In my estimation, the reason so many young Americans are into #Bitcoin is because it is #soundmoney. The federal govt’s blank check spending habit, coupled with the complete erosion of the gold standard and the development of the internet, led us here. Inevitable.— Cynthia Lummis 🦬 (@CynthiaMLummis) April 25, 2023
Representative Patrick McHenry, chairman of the House Financial Services Committee, announced the joint effort during the Consensus 2023 event, where he emphasized the need to create clear rules of the road for the digital asset ecosystem while striking the appropriate balance to protect consumers without stifling responsible innovation. McHenry also stressed that the committees’ bipartisan efforts aim to create a regulatory framework for the crypto industry before the 2024 election.
Meanwhile, other jurisdictions, such as the European Union, have approved comprehensive crypto laws, pushing the U.S. to catch up. The EU’s Markets in Crypto Assets (MiCA) law makes it the first major jurisdiction in the world to introduce a comprehensive crypto law, putting the bloc in the lead on Web3 technology, according to McHenry.

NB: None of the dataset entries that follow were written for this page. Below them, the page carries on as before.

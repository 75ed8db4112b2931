//! Per-scope exclusivity for generation runs.

use std::collections::HashSet;
use std::sync::{Arc, Mutex};

use crate::error::GridError;
use crate::store::GridScope;

/// Set of scopes with a run in flight.
#[derive(Debug, Clone, Default)]
pub struct GenerationLocks {
    active: Arc<Mutex<HashSet<GridScope>>>,
}

impl GenerationLocks {
    pub fn new() -> Self {
        Self::default()
    }

    /// Claim `scope` for one run.
    ///
    /// # Errors
    ///
    /// [`GridError::GenerationInProgress`] when another run holds the scope.
    pub fn try_acquire(&self, scope: GridScope) -> Result<ScopeGuard, GridError> {
        let mut active = self.active.lock().unwrap_or_else(|poisoned| poisoned.into_inner());
        if !active.insert(scope) {
            return Err(GridError::GenerationInProgress {
                target: scope.to_string(),
            });
        }
        Ok(ScopeGuard {
            scope,
            active: Arc::clone(&self.active),
        })
    }

    /// Whether a run currently holds `scope`.
    pub fn is_held(&self, scope: &GridScope) -> bool {
        self.active
            .lock()
            .map(|active| active.contains(scope))
            .unwrap_or(false)
    }
}

/// Releases its scope when dropped.
#[derive(Debug)]
pub struct ScopeGuard {
    scope: GridScope,
    active: Arc<Mutex<HashSet<GridScope>>>,
}

impl Drop for ScopeGuard {
    fn drop(&mut self) {
        let mut active = self.active.lock().unwrap_or_else(|poisoned| poisoned.into_inner());
        active.remove(&self.scope);
    }
}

In addition to the EU, other regulators in Japan and the United Arab Emirates have also moved toward regulating the space, while Hong Kong and the UK are revisiting how they approach crypto. Senator Cynthia Lummis, the other panelist during the session, noted that these countries are ahead of the U.S. and pushing them to catch up.
Although the U.S. Congress has been unable to get comprehensive legislation on crypto passed, the committees’ bipartisan efforts aim to create a regulatory framework for the crypto industry before the 2024 election. The legislators are hoping that the House moves first on crypto, which would “improve our chances” in the Senate, according to Lummis. She also noted that a new-and-improved version of the bipartisan Responsible Financial Innovation Act will be unveiled in six to eight weeks, with a stronger cybercrime aspect to address concerns around digital assets.
In conclusion, the joint effort between the House Financial Services Committee and House Agriculture Committee is a step towards providing regulatory clarity to the crypto sector. The goal is to create a regulatory framework for the industry that protects consumers while encouraging responsible innovation. With other jurisdictions already approving comprehensive crypto laws, the U.S. is being pushed to catch up and establish clear rules of the road for the digital asset ecosystem.